What happened
The aircraft took off during nighttime hours characterized by low ceilings and reduced visibility. Shortly after leaving the ground, the airplane struck a nearby reservoir. Radar data analysis indicated that the aircraft was executing a descending turn with a bank angle of approximately 45 degrees at the time of impact.
The investigation
Examination of the wreckage found no evidence of powerplant failure or other system malfunctions prior to the crash. However, investigators noted that the Short-Arm Stabilizer (SAS) warning light was illuminated and the SAS switch was in the off position, with no mechanical fault detected for the system itself. The aircraft trim was set for level flight.

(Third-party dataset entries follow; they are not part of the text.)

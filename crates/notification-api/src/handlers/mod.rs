//! HTTP 请求处理器

pub mod health;
pub mod notify;
pub mod schedule;
pub mod subscription;
pub mod system;
pub mod webhook;

use notification_worker::validators::validate_recipient_id;
use notification_worker::{Category, FormatMode, RecipientId};

use crate::error::{ApiError, Result};

/// 校验并转换接收方 ID 列表
pub(crate) fn parse_recipients<'a>(
    ids: impl IntoIterator<Item = &'a str>,
) -> Result<Vec<RecipientId>> {
    ids.into_iter()
        .map(|id| -> Result<RecipientId> {
            let id = id.trim();
            validate_recipient_id(id)?;
            Ok(RecipientId::new(id)?)
        })
        .collect()
}

pub(crate) fn parse_recipient(id: &str) -> Result<RecipientId> {
    parse_recipients([id]).map(|mut ids| ids.remove(0))
}

pub(crate) fn parse_category(category: Option<&str>) -> Result<Option<Category>> {
    category.map(str::parse).transpose().map_err(ApiError::from)
}

pub(crate) fn parse_format(parse_mode: Option<&str>, default: FormatMode) -> Result<FormatMode> {
    match parse_mode {
        Some(mode) => Ok(mode.parse()?),
        None => Ok(default),
    }
}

There was no cockpit voice recorder or flight data recorder installed on board. A review of air traffic control communications revealed that the captain remained on the radio while the first officer handled the flying duties. Witnesses reported that the captain had complained of illness before reporting for duty but proceeded anyway. Company records indicated previous instances of substandard performance by the first officer.
Findings
The investigation identified significant contributing factors beyond the immediate mechanical state of the aircraft. The captain's decision to fly while ill, combined with the first officer's documented history of inadequate performance, created a hazardous operational environment. Furthermore, the review highlighted deficiencies in company oversight regarding training and operations, as well as inadequate supervision by the Federal Aviation Administration.